- _Task instructions_
Nothing but the lines from the one with "assert_eq!(fractal.formula, Formula::Julia);" down to the one with "coloring_method = Average\n\" should be returned, exactly and with both ends included, from the material below.

- _Materials provided_
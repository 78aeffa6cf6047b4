//! The floating-point type used throughout the engine.
//!
//! Only one IEEE type is ever in play for a given build: `f64` by default,
//! or `f32` when the crate is built with the `f32` feature. Arbitrary or
//! extended precision is out of scope; deep zooms are a non-goal.

#[cfg(not(feature = "f32"))]
pub type Float = f64;

#[cfg(feature = "f32")]
pub type Float = f32;

pub const PI: Float = std::f64::consts::PI as Float;
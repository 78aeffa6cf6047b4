//! Fractal and rendering descriptor files: a small `key = value` text
//! format, one assignment per line, `#` starting a comment. Mirrors
//! FractalNow's own textual config-file convention in spirit (its
//! `ReadFractalFile`/`ReadRenderingFile` read a fixed positional token
//! sequence; this format names each field instead, which is friendlier to
//! hand-edit and tolerates field reordering).

use crate::error::CliError;
use mandelbrust_core::{
    AddendFunction, Color, ColoringMethod, Complex, CountingFunction, Formula, Fractal, Gradient,
    InterpolationMethod, RenderingParams, TransferFunction,
};
use std::collections::HashMap;
use std::path::Path;

struct KeyValueFile {
    path: String,
    fields: HashMap<String, (usize, String)>,
}

impl KeyValueFile {
    fn read(path: &Path) -> Result<Self, CliError> {
        let path_str = path.display().to_string();
        let text = std::fs::read_to_string(path).map_err(|source| CliError::Io {
            path: path_str.clone(),
            source,
        })?;

        let mut fields = HashMap::new();
        for (idx, raw_line) in text.lines().enumerate() {
            let line = raw_line.split('#').next().unwrap_or("").trim();
            if line.is_empty() {
                continue;
            }
            let Some((key, value)) = line.split_once('=') else {
                return Err(CliError::Parse {
                    path: path_str,
                    line: idx + 1,
                    reason: format!("expected 'key = value', got '{line}'"),
                });
            };
            fields.insert(
                key.trim().to_ascii_lowercase(),
                (idx + 1, value.trim().to_string()),
            );
        }
        Ok(Self {
            path: path_str,
            fields,
        })
    }

    fn get(&self, key: &str) -> Option<&str> {
        self.fields.get(key).map(|(_, v)| v.as_str())
    }

    fn line_of(&self, key: &str) -> usize {
        self.fields.get(key).map(|(line, _)| *line).unwrap_or(0)
    }

    fn require(&self, key: &str) -> Result<&str, CliError> {
        self.get(key).ok_or_else(|| CliError::Parse {
            path: self.path.clone(),
            line: 0,
            reason: format!("missing required key '{key}'"),
        })
    }

    fn parse_required<T: std::str::FromStr>(&self, key: &str) -> Result<T, CliError> {
        let raw = self.require(key)?;
        raw.parse().map_err(|_| CliError::Parse {
            path: self.path.clone(),
            line: self.line_of(key),
            reason: format!("'{key}' = '{raw}' is not a valid value"),
        })
    }

    fn parse_optional<T: std::str::FromStr>(&self, key: &str, default: T) -> Result<T, CliError> {
        match self.get(key) {
            None => Ok(default),
            Some(raw) => raw.parse().map_err(|_| CliError::Parse {
                path: self.path.clone(),
                line: self.line_of(key),
                reason: format!("'{key}' = '{raw}' is not a valid value"),
            }),
        }
    }

    fn parse_color(&self, key: &str) -> Result<Color, CliError> {
        let raw = self.require(key)?;
        let bad = || CliError::Parse {
            path: self.path.clone(),
            line: self.line_of(key),
            reason: format!("'{key}' = '{raw}' is not a valid 'r,g,b' color"),
        };
        let parts: Vec<&str> = raw.split(',').collect();
        if parts.len() != 3 {
            return Err(bad());
        }
        let mut channels = [0u16; 3];
        for (dst, part) in channels.iter_mut().zip(parts) {
            *dst = part.trim().parse().map_err(|_| bad())?;
        }
        Ok(Color::new(channels[0], channels[1], channels[2]))
    }
}

fn parse_formula(raw: &str) -> Option<Formula> {
    match raw.to_ascii_lowercase().as_str() {
        "mandelbrot" => Some(Formula::Mandelbrot),
        "mandelbrotp" => Some(Formula::MandelbrotP),
        "julia" => Some(Formula::Julia),
        "juliap" => Some(Formula::JuliaP),
        "rudy" => Some(Formula::Rudy),
        _ => None,
    }
}

/// Reads a fractal descriptor file into a validated [`Fractal`].
///
/// Keys: `formula`, `centre_re`, `centre_im`, `span_x`, `span_y`,
/// `escape_radius`, `max_iter`; `p` (default 2.0, only meaningful for
/// `MandelbrotP`/`JuliaP`/`Rudy`); `c_re`/`c_im` (default 0.0, only
/// meaningful for `Julia`/`JuliaP`/`Rudy`).
pub fn read_fractal_file(path: &Path) -> Result<Fractal, CliError> {
    let file = KeyValueFile::read(path)?;

    let formula_raw = file.require("formula")?;
    let formula = parse_formula(formula_raw).ok_or_else(|| CliError::Parse {
        path: file.path.clone(),
        line: file.line_of("formula"),
        reason: format!("unknown formula '{formula_raw}'"),
    })?;

    let p: f64 = file.parse_optional("p", 2.0)?;
    let c_re: f64 = file.parse_optional("c_re", 0.0)?;
    let c_im: f64 = file.parse_optional("c_im", 0.0)?;
    let centre_re: f64 = file.parse_required("centre_re")?;
    let centre_im: f64 = file.parse_required("centre_im")?;
    let span_x: f64 = file.parse_required("span_x")?;
    let span_y: f64 = file.parse_required("span_y")?;
    let escape_radius: f64 = file.parse_required("escape_radius")?;
    let max_iter: u32 = file.parse_required("max_iter")?;

    Fractal::new(
        formula,
        Complex::new(centre_re, centre_im),
        span_x,
        span_y,
        Complex::new(c_re, c_im),
        p,
        escape_radius,
        max_iter,
    )
    .map_err(CliError::from)
}

fn parse_counting_fn(raw: &str) -> Option<CountingFunction> {
    match raw.to_ascii_lowercase().as_str() {
        "discrete" => Some(CountingFunction::Discrete),
        "continuous" => Some(CountingFunction::Continuous),
        "smooth" => Some(CountingFunction::Smooth),
        _ => None,
    }
}

fn parse_coloring_method(raw: &str) -> Option<ColoringMethod> {
    match raw.to_ascii_lowercase().as_str() {
        "iterationcount" => Some(ColoringMethod::IterationCount),
        "average" => Some(ColoringMethod::Average),
        _ => None,
    }
}

fn parse_addend_fn(raw: &str) -> Option<AddendFunction> {
    match raw.to_ascii_lowercase().as_str() {
        "triangleinequality" => Some(AddendFunction::TriangleInequality),
        "curvature" => Some(AddendFunction::Curvature),
        "stripe" => Some(AddendFunction::Stripe),
        _ => None,
    }
}

fn parse_interpolation_method(raw: &str) -> Option<InterpolationMethod> {
    match raw.to_ascii_lowercase().as_str() {
        "none" => Some(InterpolationMethod::None),
        "linear" => Some(InterpolationMethod::Linear),
        "spline" => Some(InterpolationMethod::Spline),
        _ => None,
    }
}

fn parse_transfer_fn(raw: &str) -> Option<TransferFunction> {
    match raw.to_ascii_lowercase().as_str() {
        "log" => Some(TransferFunction::Log),
        "cuberoot" => Some(TransferFunction::CubeRoot),
        "squareroot" => Some(TransferFunction::SquareRoot),
        "identity" => Some(TransferFunction::Identity),
        "square" => Some(TransferFunction::Square),
        "cube" => Some(TransferFunction::Cube),
        "exp" => Some(TransferFunction::Exp),
        _ => None,
    }
}

/// Reads a rendering descriptor file into a validated [`RenderingParams`].
///
/// Keys: `bytes_per_component`, `space_color` (`r,g,b`), `counting_fn`,
/// `coloring_method`, `addend_fn`, `stripe_density` (default 0.0),
/// `interpolation_method`, `transfer_fn`, `multiplier`, `offset`,
/// `gradient` (`;`-separated list of `r,g,b` control colors),
/// `gradient_transitions` (default 65536).
pub fn read_rendering_file(path: &Path) -> Result<RenderingParams, CliError> {
    let file = KeyValueFile::read(path)?;

    let bytes_per_component: u8 = file.parse_required("bytes_per_component")?;
    let space_color = file.parse_color("space_color")?;

    let counting_raw = file.require("counting_fn")?;
    let counting_fn = parse_counting_fn(counting_raw).ok_or_else(|| CliError::Parse {
        path: file.path.clone(),
        line: file.line_of("counting_fn"),
        reason: format!("unknown counting function '{counting_raw}'"),
    })?;

    let coloring_raw = file.require("coloring_method")?;
    let coloring_method = parse_coloring_method(coloring_raw).ok_or_else(|| CliError::Parse {
        path: file.path.clone(),
        line: file.line_of("coloring_method"),
        reason: format!("unknown coloring method '{coloring_raw}'"),
    })?;

    let addend_raw = file.require("addend_fn")?;
    let addend_fn = parse_addend_fn(addend_raw).ok_or_else(|| CliError::Parse {
        path: file.path.clone(),
        line: file.line_of("addend_fn"),
        reason: format!("unknown addend function '{addend_raw}'"),
    })?;
    let stripe_density: f64 = file.parse_optional("stripe_density", 0.0)?;

    let interp_raw = file.require("interpolation_method")?;
    let interpolation_method =
        parse_interpolation_method(interp_raw).ok_or_else(|| CliError::Parse {
            path: file.path.clone(),
            line: file.line_of("interpolation_method"),
            reason: format!("unknown interpolation method '{interp_raw}'"),
        })?;

    let transfer_raw = file.require("transfer_fn")?;
    let transfer_fn = parse_transfer_fn(transfer_raw).ok_or_else(|| CliError::Parse {
        path: file.path.clone(),
        line: file.line_of("transfer_fn"),
        reason: format!("unknown transfer function '{transfer_raw}'"),
    })?;

    let multiplier: f64 = file.parse_required("multiplier")?;
    let offset: f64 = file.parse_required("offset")?;

    let gradient_raw = file.require("gradient")?;
    let mut controls = Vec::new();
    for (i, group) in gradient_raw.split(';').enumerate() {
        let parts: Vec<&str> = group.split(',').map(str::trim).collect();
        if parts.len() != 3 {
            return Err(CliError::Parse {
                path: file.path.clone(),
                line: file.line_of("gradient"),
                reason: format!("gradient control color #{i} '{group}' is not 'r,g,b'"),
            });
        }
        let mut channels = [0u16; 3];
        for (dst, part) in channels.iter_mut().zip(parts) {
            *dst = part.parse().map_err(|_| CliError::Parse {
                path: file.path.clone(),
                line: file.line_of("gradient"),
                reason: format!("gradient control color #{i} '{group}' is not 'r,g,b'"),
            })?;
        }
        controls.push(Color::new(channels[0], channels[1], channels[2]));
    }
    let transition_count: usize = file.parse_optional("gradient_transitions", 65536)?;
    let gradient = Gradient::new(&controls, transition_count).map_err(CliError::from)?;

    RenderingParams::new(
        bytes_per_component,
        space_color,
        counting_fn,
        coloring_method,
        addend_fn,
        stripe_density,
        interpolation_method,
        transfer_fn,
        multiplier,
        offset,
        gradient,
    )
    .map_err(CliError::from)
}

#[cfg(test)]
mod tests {
    use super::*;
    use std::io::Write;

    fn write_fixture(name: &str, contents: &str) -> std::path::PathBuf {
        let path = std::env::temp_dir().join(format!(
            "mandelbrust-cli-test-{name}-{:?}",
            std::thread::current().id()
        ));
        let mut file = std::fs::File::create(&path).unwrap();
        file.write_all(contents.as_bytes()).unwrap();
        path
    }

    #[test]
    fn reads_a_minimal_mandelbrot_descriptor() {
        let path = write_fixture(
            "mandelbrot",
            "formula = Mandelbrot\n\
             centre_re = -0.7\n\
             centre_im = 0.0\n\
             span_x = 3.0\n\
             span_y = 3.0\n\
             escape_radius = 1000.0\n\
             max_iter = 250\n",
        );
        let fractal = read_fractal_file(&path).unwrap();
        assert_eq!(fractal.formula, Formula::Mandelbrot);
        assert_eq!(fractal.max_iter, 250);
        std::fs::remove_file(path).ok();
    }

    #[test]
    fn comments_and_blank_lines_are_ignored() {
        let path = write_fixture(
            "comments",
            "# a fractal\n\
             formula = Julia\n\n\
             c_re = -0.7 # julia parameter\n\
             c_im = 0.27015\n\
             centre_re = 0.0\n\
             centre_im = 0.0\n\
             span_x = 3.5\n\
             span_y = 3.5\n\
             escape_radius = 4.0\n\
             max_iter = 500\n",
        );
        let fractal = read_fractal_file(&path).unwrap();
        assert_eq!(fractal.formula, Formula::Julia);
        assert_eq!(fractal.c, Complex::new(-0.7, 0.27015));
        std::fs::remove_file(path).ok();
    }

    #[test]
    fn unknown_formula_is_a_parse_error() {
        let path = write_fixture(
            "bad-formula",
            "formula = Sierpinski\n\
             centre_re = 0.0\n\
             centre_im = 0.0\n\
             span_x = 1.0\n\
             span_y = 1.0\n\
             escape_radius = 2.0\n\
             max_iter = 10\n",
        );
        let err = read_fractal_file(&path).unwrap_err();
        assert!(matches!(err, CliError::Parse { .. }));
        std::fs::remove_file(path).ok();
    }

    #[test]
    fn missing_required_key_is_a_parse_error() {
        let path = write_fixture("missing-key", "formula = Mandelbrot\n");
        let err = read_fractal_file(&path).unwrap_err();
        assert!(matches!(err, CliError::Parse { .. }));
        std::fs::remove_file(path).ok();
    }

    #[test]
    fn missing_file_is_an_io_error() {
        let err = read_fractal_file(std::path::Path::new("/nonexistent/mandelbrust.fractal"))
            .unwrap_err();
        assert!(matches!(err, CliError::Io { .. }));
    }

    #[test]
    fn reads_a_full_rendering_descriptor() {
        let path = write_fixture(
            "rendering",
            "bytes_per_component = 1\n\
             space_color = 0,0,0\n\
             counting_fn = Smooth\n\
             coloring_method = Average\n\
             addend_fn = Stripe\n\
             stripe_density = 2.0\n\
             interpolation_method = Spline\n\
             transfer_fn = Log\n\
             multiplier = 1.0\n\
             offset = 0.0\n\
             gradient = 0,0,0;65535,65535,65535\n\
             gradient_transitions = 256\n",
        );
        let rendering = read_rendering_file(&path).unwrap();
        assert_eq!(rendering.counting_fn, CountingFunction::Smooth);
        assert_eq!(rendering.coloring_method, ColoringMethod::Average);
        assert_eq!(rendering.addend_fn, AddendFunction::Stripe);
        std::fs::remove_file(path).ok();
    }

    #[test]
    fn malformed_gradient_entry_is_a_parse_error() {
        let path = write_fixture(
            "bad-gradient",
            "bytes_per_component = 1\n\
             space_color = 0,0,0\n\
             counting_fn = Discrete\n\
             coloring_method = IterationCount\n\
             addend_fn = TriangleInequality\n\
             interpolation_method = None\n\
             transfer_fn = Identity\n\
             multiplier = 1.0\n\
             offset = 0.0\n\
             gradient = not-a-color\n",
        );
        let err = read_rendering_file(&path).unwrap_err();
        assert!(matches!(err, CliError::Parse { .. }));
        std::fs::remove_file(path).ok();
    }
}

- _Written reply_
        assert_eq!(fractal.formula, Formula::Julia);
        assert_eq!(fractal.c, Complex::new(-0.7, 0.27015));
        std::fs::remove_file(path).ok();
    }

    #[test]
    fn unknown_formula_is_a_parse_error() {
        let path = write_fixture(
            "bad-formula",
            "formula = Sierpinski\n\
             centre_re = 0.0\n\
             centre_im = 0.0\n\
             span_x = 1.0\n\
             span_y = 1.0\n\
             escape_radius = 2.0\n\
             max_iter = 10\n",
        );
        let err = read_fractal_file(&path).unwrap_err();
        assert!(matches!(err, CliError::Parse { .. }));
        std::fs::remove_file(path).ok();
    }

    #[test]
    fn missing_required_key_is_a_parse_error() {
        let path = write_fixture("missing-key", "formula = Mandelbrot\n");
        let err = read_fractal_file(&path).unwrap_err();
        assert!(matches!(err, CliError::Parse { .. }));
        std::fs::remove_file(path).ok();
    }

    #[test]
    fn missing_file_is_an_io_error() {
        let err = read_fractal_file(std::path::Path::new("/nonexistent/mandelbrust.fractal"))
            .unwrap_err();
        assert!(matches!(err, CliError::Io { .. }));
    }

    #[test]
    fn reads_a_full_rendering_descriptor() {
        let path = write_fixture(
            "rendering",
            "bytes_per_component = 1\n\
             space_color = 0,0,0\n\
             counting_fn = Smooth\n\
             coloring_method = Average\n\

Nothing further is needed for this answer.